WORK TASK
From the data below, return the exact lines starting at the line containing "fails catalog validation." and ending at the line containing "in the document", both included, and nothing else.

::: DATA

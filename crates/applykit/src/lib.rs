//! # Applykit
//!
//! Executes a compiled [`actionplan::Plan`] against a target platform and
//! undoes it on request.
//!
//! ## Core Concepts
//!
//! - **PlatformClient**: The side-effecting collaborator; one `execute` and
//!   one `rollback` per action type
//! - **ApplyEngine**: Dispatches ready actions to a bounded worker pool,
//!   retries transient failures and skips the dependents of failed actions
//! - **Journal**: Append-only JSON Lines log with a single writer; the basis
//!   for resume and rollback
//! - **RollbackCoordinator**: Replays a journal snapshot in reverse, calling
//!   compensating actions
//!
//! ## Example
//!
//! ```ignore
//! use applykit::{ApplyEngine, ApplyOptions, Journal, JournalSnapshot, NoInputs, NoProgress};
//!
//! let cursor = JournalSnapshot::load_run(&run_dir)?.resume_cursor();
//! let mut journal = Journal::open_in(&run_dir)?;
//! let options = ApplyOptions { jobs: 4, resume: cursor, ..Default::default() };
//! let report = ApplyEngine::new(&plan, client, options)
//!     .run(&mut journal, &mut NoInputs, &mut NoProgress)?;
//! report.save(&run_dir.join("apply-report.json"))?;
//! journal.archive()?;
//! ```
//!
//! ## Provider Traits
//!
//! - [`PlatformClient`] / [`ActionHandler`]: Performs and undoes actions
//! - [`InputResolver`]: Supplies human-provided parameters
//! - [`ApplyObserver`] / [`RollbackObserver`]: Receive progress updates

pub mod client;
pub mod error;
pub mod gate;
pub mod inputs;
pub mod journal;
pub mod retry;
pub mod rollback;
pub mod scheduler;

#[cfg(test)]
mod testing;

// Re-export main types at crate root
pub use client::{ActionHandler, ActionOutput, HandlerRegistry, PlatformClient, RollbackOutcome};
pub use error::{ActionError, Error, ErrorCategory, Result};
pub use gate::{CancelToken, RateGate};
pub use inputs::{InputResolver, NoInputs, StaticInputs};
pub use journal::{
    ARCHIVE_DIR, ExecutedActionRecord, JOURNAL_FILE, Journal, JournalSnapshot, REDACTED,
    RecordStatus,
};
pub use retry::{RetryPolicy, with_retry};
pub use rollback::{
    RollbackCoordinator, RollbackDetail, RollbackObserver, RollbackReport, RollbackState, Silent,
};
pub use scheduler::{
    ActionOutcome, ActionState, ApplyEngine, ApplyObserver, ApplyOptions, ApplyReport,
    DEPENDENCY_OUTPUTS, FollowUp, NoProgress, PhaseSummary, RunStatus,
};
//! Error types for plan compilation.
//!
//! A [`ValidationError`] means the source document must be corrected. A
//! [`CompilationError`] means the assembled plan violated one of its
//! structural invariants. Both abort before anything is executed.

use crate::catalog::Phase;
use depgraph::GraphError;
use thiserror::Error;

/// Malformed compiler input or an action that fails catalog validation.
#[derive(Debug, Clone, PartialEq, Eq, Error)]
pub enum ValidationError {
    /// A required field is empty or absent
    #[error("{entity}: missing required field `{field}`")]
    MissingField {
        /// Entity the field belongs to, e.g. `issue 42`
        entity: String,
        /// Field name
        field: String,
    },

    /// Two entities of the same class share an id
    #[error("duplicate {class} id `{id}`")]
    DuplicateEntity {
        /// Entity class, e.g. `label`
        class: String,
        /// The repeated id
        id: String,
    },

    /// An entity points at an id that does not exist in the document
    #[error("{entity} references unknown {class} `{reference}`")]
    UnknownReference {
        /// Referencing entity
        entity: String,
        /// Class the reference was resolved against
        class: String,
        /// The dangling id
        reference: String,
    },

    /// The component selection names a component that does not exist
    #[error("unknown component `{name}`")]
    UnknownComponent {
        /// Component name as given
        name: String,
    },

    /// The component selection sets a sub-option the component does not have
    #[error("unknown option `{option}` for component `{component}`")]
    UnknownComponentOption {
        /// Component name
        component: String,
        /// Option name as given
        option: String,
    },

    /// A component that every plan needs was disabled
    #[error("component `{name}` cannot be disabled")]
    RequiredComponentDisabled {
        /// Component name
        name: String,
    },

    /// An action does not match its catalog descriptor
    #[error("action `{action_id}` is invalid: {reason}")]
    InvalidAction {
        /// Offending action
        action_id: String,
        /// What did not match
        reason: String,
    },
}

/// Structural violation in an assembled or loaded plan.
#[derive(Debug, Clone, PartialEq, Eq, Error)]
pub enum CompilationError {
    /// Dependency edges form a cycle
    #[error("dependency cycle: {}", cycle_path.join(" -> "))]
    CycleDetected {
        /// Action ids on the cycle, closed on the first id
        cycle_path: Vec<String>,
    },

    /// Two actions share an id
    #[error("duplicate action id `{action_id}`")]
    DuplicateActionId {
        /// The repeated id
        action_id: String,
    },

    /// Two actions share an idempotency key
    #[error("idempotency key `{key}` shared by `{first}` and `{second}`")]
    DuplicateIdempotencyKey {
        /// The repeated key
        key: String,
        /// First action carrying the key
        first: String,
        /// Second action carrying the key
        second: String,
    },

    /// An action type string is not part of the catalog
    #[error("unknown action type `{action_type}`")]
    UnknownActionType {
        /// The type string as found
        action_type: String,
    },

    /// A dependency id does not name an action of the plan
    #[error("action `{action_id}` depends on unknown action `{dependency}`")]
    UnknownDependency {
        /// Dependent action
        action_id: String,
        /// Missing dependency
        dependency: String,
    },

    /// An edge points from a later phase back to an earlier one
    #[error("action `{to}` ({to_phase}) cannot depend on `{from}` ({from_phase})")]
    InvalidPhaseEdge {
        /// Dependency action
        from: String,
        /// Phase of the dependency
        from_phase: Phase,
        /// Dependent action
        to: String,
        /// Phase of the dependent
        to_phase: Phase,
    },

    /// The action list is not a valid topological order
    #[error("action `{action_id}` is listed before its dependency `{dependency}`")]
    OrderViolation {
        /// Action listed too early
        action_id: String,
        /// Dependency listed after it
        dependency: String,
    },

    /// An action failed catalog validation
    #[error("action `{action_id}` is invalid: {reason}")]
    InvalidAction {
        /// Offending action
        action_id: String,
        /// What did not match
        reason: String,
    },
}

impl From<GraphError> for CompilationError {
    fn from(err: GraphError) -> Self {
        match err {
            GraphError::CycleDetected { cycle_path } => Self::CycleDetected { cycle_path },
            GraphError::UnknownNode { node } => Self::UnknownDependency {
                action_id: String::new(),
                dependency: node,
            },
        }
    }
}

/// Any failure produced by this crate.
#[derive(Debug, Error)]
pub enum Error {
    /// Source document is malformed
    #[error("validation error: {0}")]
    Validation(#[from] ValidationError),

    /// Plan violates a structural invariant
    #[error("compilation error: {0}")]
    Compilation(#[from] CompilationError),

    /// JSON encoding or decoding failed
    #[error("JSON error: {0}")]
    Json(#[from] serde_json::Error),

    /// IO error
    #[error("IO error: {0}")]
    Io(#[from] std::io::Error),
}

/// Result type for this crate.
pub type Result<T> = std::result::Result<T, Error>;
//! Platform clients shipped with the CLI

mod command;
mod dry_run;

pub use command::CommandClient;
pub use dry_run::rehearsal_registry;

use crate::config::{ClientKind, ClientSettings};
use anyhow::{Context, Result};
use applykit::PlatformClient;
use std::sync::Arc;

/// Build the client selected by `kind`, configured from `settings`
pub fn build(kind: ClientKind, settings: &ClientSettings) -> Result<Arc<dyn PlatformClient>> {
    match kind {
        ClientKind::DryRun => Ok(Arc::new(rehearsal_registry())),
        ClientKind::Command => {
            let program = settings
                .command
                .as_deref()
                .context("The command client needs [client] command in config.toml")?;
            Ok(Arc::new(CommandClient::new(program, settings.args.clone())))
        }
    }
}
impl Draft {
    fn new(
        action_type: ActionType,
        entity_id: impl Into<String>,
        description: String,
        parameters: Value,
    ) -> Self {
        Self {
            action_type,
            entity_id: entity_id.into(),
            description,
            parameters,
            dependencies: Vec::new(),
            user_input_fields: Vec::new(),
        }
    }

    fn after(mut self, dependency: &str) -> Self {
        self.dependencies.push(dependency.to_string());
        self
    }

    fn after_all(mut self, dependencies: Vec<String>) -> Self {
        self.dependencies.extend(dependencies);
        self
    }

    fn awaiting(mut self, field: &str) -> Self {
        self.user_input_fields.push(field.to_string());
        self
    }
}

struct Emitter<'a> {
    doc: &'a SourceDocument,
    selection: &'a ComponentSelection,
    actions: Vec<Action>,
}
//! Retry logic with exponential backoff for client calls.

use crate::error::ActionError;
use crate::gate::RateGate;
use serde::{Deserialize, Serialize};
use std::thread;
use std::time::Duration;

/// Rate-limited responses tolerated in a row before the action fails
pub const MAX_RATE_LIMIT_WAITS: u32 = 10;

/// Bounded retry policy.
#[derive(Debug, Clone, PartialEq, Serialize, Deserialize)]
#[serde(default)]
pub struct RetryPolicy {
    /// Total attempts, including the first
    pub max_attempts: u32,
    /// Delay before the first retry
    #[serde(with = "millis")]
    pub base_delay: Duration,
    /// Multiplier applied per retry
    pub multiplier: f64,
    /// Upper bound for any single delay
    #[serde(with = "millis")]
    pub max_delay: Duration,
}

impl Default for RetryPolicy {
    fn default() -> Self {
        Self {
            max_attempts: 3,
            base_delay: Duration::from_millis(500),
            multiplier: 2.0,
            max_delay: Duration::from_secs(30),
        }
    }
}

impl RetryPolicy {
    /// A policy that never retries.
    pub fn no_retry() -> Self {
        Self {
            max_attempts: 1,
            ..Self::default()
        }
    }

    /// Delay before retry number `attempt` (0-indexed).
    pub fn delay_for_attempt(&self, attempt: u32) -> Duration {
        let factor = self.multiplier.powi(attempt as i32);
        let delay = self.base_delay.as_secs_f64() * factor;
        if !delay.is_finite() || delay >= self.max_delay.as_secs_f64() {
            return self.max_delay;
        }
        Duration::from_secs_f64(delay.max(0.0))
    }
}

/// Callback for retry notifications.
pub trait RetryCallback {
    /// Called before sleeping ahead of another attempt.
    ///
    /// `attempt` is the 1-indexed attempt that just failed.
    fn on_retry(&self, attempt: u32, max_attempts: u32, error: &ActionError, delay: Duration);
}

/// Result of a retried call plus the number of calls made.
#[derive(Debug)]
pub struct RetryOutcome<T> {
    pub result: Result<T, ActionError>,
    pub attempts: u32,
}

/// Run `operation` under `policy`.
///
/// Waits on `gate` before every call. A rate-limited response closes the
/// gate and is retried without consuming the attempt budget, up to
/// [`MAX_RATE_LIMIT_WAITS`] in a row. Non-retryable errors return at once.
pub fn with_retry<T, F>(
    policy: &RetryPolicy,
    gate: &RateGate,
    callback: Option<&dyn RetryCallback>,
    mut operation: F,
) -> RetryOutcome<T>
where
    F: FnMut() -> Result<T, ActionError>,
{
    let max_attempts = policy.max_attempts.max(1);
    let mut attempt = 0;
    let mut calls = 0;
    let mut rate_waits = 0;

    loop {
        gate.wait();
        calls += 1;

        let error = match operation() {
            Ok(value) => {
                return RetryOutcome {
                    result: Ok(value),
                    attempts: calls,
                };
            }
            Err(e) => e,
        };

        if let ActionError::RateLimited { retry_after } = &error {
            rate_waits += 1;
            if rate_waits > MAX_RATE_LIMIT_WAITS {
                return RetryOutcome {
                    result: Err(error),
                    attempts: calls,
                };
            }
            gate.close_for(*retry_after);
            continue;
        }
        rate_waits = 0;

        if !error.is_retryable() || attempt + 1 >= max_attempts {
            return RetryOutcome {
                result: Err(error),
                attempts: calls,
            };
        }

        let delay = policy.delay_for_attempt(attempt);
        if let Some(cb) = callback {
            cb.on_retry(attempt + 1, max_attempts, &error, delay);
        }
        thread::sleep(delay);
        attempt += 1;
    }
}

mod millis {
    use serde::{Deserialize, Deserializer, Serializer};
    use std::time::Duration;

    pub fn serialize<S: Serializer>(d: &Duration, s: S) -> Result<S::Ok, S::Error> {
        s.serialize_u64(d.as_millis() as u64)
    }

    pub fn deserialize<'de, D: Deserializer<'de>>(d: D) -> Result<Duration, D::Error> {
        u64::deserialize(d).map(Duration::from_millis)
    }
}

::::::

YOUR SOLUTION
/// Malformed compiler input or an action that fails catalog validation.
#[derive(Debug, Clone, PartialEq, Eq, Error)]
pub enum ValidationError {
    /// A required field is empty or absent
    #[error("{entity}: missing required field `{field}`")]
    MissingField {
        /// Entity the field belongs to, e.g. `issue 42`
        entity: String,
        /// Field name
        field: String,
    },

    /// Two entities of the same class share an id
    #[error("duplicate {class} id `{id}`")]
    DuplicateEntity {
        /// Entity class, e.g. `label`
        class: String,
        /// The repeated id
        id: String,
    },

    /// An entity points at an id that does not exist in the document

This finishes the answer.